Saved data entries
=-=-=

// ---------------------------------------------------------------------------
// 6. Changes and statuses
// ---------------------------------------------------------------------------

#[derive(Clone, Copy, Debug, PartialEq, Eq, Hash, Serialize, Deserialize)]
#[serde(rename_all = "SCREAMING_SNAKE_CASE")]
pub enum ChangeKind {
    Added,
    Modified,
    Deleted,
    Renamed,
    Copied,
}

#[derive(Clone, Debug, PartialEq, Eq, Serialize, Deserialize)]
pub struct ChangedFile {
    pub old_path: Option<String>,
    pub new_path: Option<String>,
    pub change_kind: ChangeKind,
}

impl ChangedFile {
    pub fn added(path: impl Into<String>) -> Self {
        Self {
            old_path: None,
            new_path: Some(path.into()),
            change_kind: ChangeKind::Added,
        }
    }

    pub fn modified(path: impl Into<String>) -> Self {
        Self {
            old_path: None,
            new_path: Some(path.into()),
            change_kind: ChangeKind::Modified,
        }
    }

    pub fn deleted(path: impl Into<String>) -> Self {
        Self {
            old_path: Some(path.into()),
            new_path: None,
            change_kind: ChangeKind::Deleted,
        }
    }

    pub fn renamed(old_path: impl Into<String>, new_path: impl Into<String>) -> Self {
        Self {
            old_path: Some(old_path.into()),
            new_path: Some(new_path.into()),
            change_kind: ChangeKind::Renamed,
        }
    }

    pub fn copied(old_path: impl Into<String>, new_path: impl Into<String>) -> Self {
        Self {
            change_kind: ChangeKind::Copied,
            ..Self::renamed(old_path, new_path)
        }
    }

    /// Paths whose ownership has to be checked, new path first.
    pub fn paths(&self) -> impl Iterator<Item = &str> {
        self.new_path
            .as_deref()
            .into_iter()
            .chain(self.old_path.as_deref())
    }
}

/// Ordered from worst to best: `a < b` means `b` is closer to approval.
#[derive(Clone, Copy, Debug, PartialEq, Eq, Hash, PartialOrd, Ord, Serialize, Deserialize)]
#[serde(rename_all = "SCREAMING_SNAKE_CASE")]
pub enum CodeOwnerStatus {
    InsufficientReviewers,
    Pending,
    Approved,
}

impl fmt::Display for CodeOwnerStatus {
    fn fmt(&self, f: &mut fmt::Formatter<'_>) -> fmt::Result {
        let name = match self {
            CodeOwnerStatus::InsufficientReviewers => "INSUFFICIENT_REVIEWERS",
            CodeOwnerStatus::Pending => "PENDING",
            CodeOwnerStatus::Approved => "APPROVED",
        };
        f.write_str(name)
    }
}

#[derive(Clone, Debug, PartialEq, Eq, Serialize)]
pub struct PathCodeOwnerStatus {
    pub path: String,
    pub status: CodeOwnerStatus,
    pub reasons: Vec<String>,
}

#[derive(Clone, Debug, PartialEq, Eq, Serialize)]
pub struct FileCodeOwnerStatus {
    pub change_kind: ChangeKind,
    pub old_path_status: Option<PathCodeOwnerStatus>,
    pub new_path_status: Option<PathCodeOwnerStatus>,
}

impl FileCodeOwnerStatus {
    pub fn statuses(&self) -> impl Iterator<Item = &PathCodeOwnerStatus> {
        self.new_path_status
            .iter()
            .chain(self.old_path_status.iter())
    }

    pub fn is_approved(&self) -> bool {
        self.statuses()
            .all(|status| status.status == CodeOwnerStatus::Approved)
    }
}

/// The change metadata the approval check needs from the review tool.
#[derive(Clone, Debug, PartialEq, Eq, Serialize, Deserialize)]
pub struct Change {
    pub id: ChangeId,
    pub project: String,
    pub branch: String,
    pub owner: AccountId,
    /// Uploader of the current revision.
    pub uploader: AccountId,
    pub current_revision: String,
    /// Parents of the current revision; more than one for merge commits.
    pub parent_revisions: Vec<String>,
    pub auto_merge_revision: Option<String>,
}

impl Change {
    pub fn branch_key(&self) -> BranchNameKey {
        BranchNameKey::new(self.project.clone(), &self.branch)
    }

    pub fn is_merge(&self) -> bool {
        self.parent_revisions.len() > 1
    }
}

=-=-=

What you will do
Wherever a line in the data above contains the word "Item", copy that line.

Your solution
    pub fn paths(&self) -> impl Iterator<Item = &str> {
    pub fn statuses(&self) -> impl Iterator<Item = &PathCodeOwnerStatus> {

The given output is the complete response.